Work to complete: Report back every line below that carries the word "DeserializeOwned".

═══ The input ═══

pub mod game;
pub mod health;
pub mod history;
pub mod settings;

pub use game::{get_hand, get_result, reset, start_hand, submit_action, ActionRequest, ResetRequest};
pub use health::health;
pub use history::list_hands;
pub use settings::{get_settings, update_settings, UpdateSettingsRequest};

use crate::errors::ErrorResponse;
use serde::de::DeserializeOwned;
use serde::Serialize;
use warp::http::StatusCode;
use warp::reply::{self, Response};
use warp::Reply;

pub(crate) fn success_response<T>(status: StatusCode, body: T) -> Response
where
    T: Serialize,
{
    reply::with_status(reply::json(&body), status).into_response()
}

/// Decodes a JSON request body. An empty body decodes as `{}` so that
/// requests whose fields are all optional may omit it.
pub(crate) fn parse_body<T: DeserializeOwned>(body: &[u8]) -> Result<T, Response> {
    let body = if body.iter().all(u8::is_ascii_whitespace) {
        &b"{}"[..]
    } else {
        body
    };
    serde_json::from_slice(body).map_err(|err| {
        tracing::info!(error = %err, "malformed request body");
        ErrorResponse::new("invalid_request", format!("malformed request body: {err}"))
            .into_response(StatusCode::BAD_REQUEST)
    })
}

═══
═══ The input ═══

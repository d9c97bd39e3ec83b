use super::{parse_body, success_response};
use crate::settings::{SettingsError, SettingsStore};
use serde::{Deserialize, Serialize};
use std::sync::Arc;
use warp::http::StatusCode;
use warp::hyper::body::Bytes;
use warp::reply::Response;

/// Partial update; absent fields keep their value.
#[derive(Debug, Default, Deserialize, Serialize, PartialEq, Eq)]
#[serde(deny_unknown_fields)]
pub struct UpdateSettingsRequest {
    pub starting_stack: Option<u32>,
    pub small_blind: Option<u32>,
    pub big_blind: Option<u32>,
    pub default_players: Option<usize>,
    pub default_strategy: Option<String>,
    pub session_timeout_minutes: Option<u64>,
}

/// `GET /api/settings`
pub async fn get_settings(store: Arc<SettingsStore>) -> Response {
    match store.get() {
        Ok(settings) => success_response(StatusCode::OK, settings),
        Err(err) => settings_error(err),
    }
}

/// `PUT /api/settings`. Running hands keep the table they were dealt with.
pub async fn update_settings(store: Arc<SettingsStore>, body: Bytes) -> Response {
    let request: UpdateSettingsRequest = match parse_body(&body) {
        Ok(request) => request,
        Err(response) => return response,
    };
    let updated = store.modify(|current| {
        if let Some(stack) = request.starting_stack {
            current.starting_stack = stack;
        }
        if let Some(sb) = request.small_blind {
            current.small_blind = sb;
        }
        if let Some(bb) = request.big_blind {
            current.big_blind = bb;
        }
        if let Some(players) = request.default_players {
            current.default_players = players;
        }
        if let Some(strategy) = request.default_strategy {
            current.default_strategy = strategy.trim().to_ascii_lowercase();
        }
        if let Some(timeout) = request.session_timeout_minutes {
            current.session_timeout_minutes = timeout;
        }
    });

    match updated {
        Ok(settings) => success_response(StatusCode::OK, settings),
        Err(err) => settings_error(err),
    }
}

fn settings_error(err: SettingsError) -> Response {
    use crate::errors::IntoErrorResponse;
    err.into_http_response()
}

═══

Result:
use serde::de::DeserializeOwned;
pub(crate) fn parse_body<T: DeserializeOwned>(body: &[u8]) -> Result<T, Response> {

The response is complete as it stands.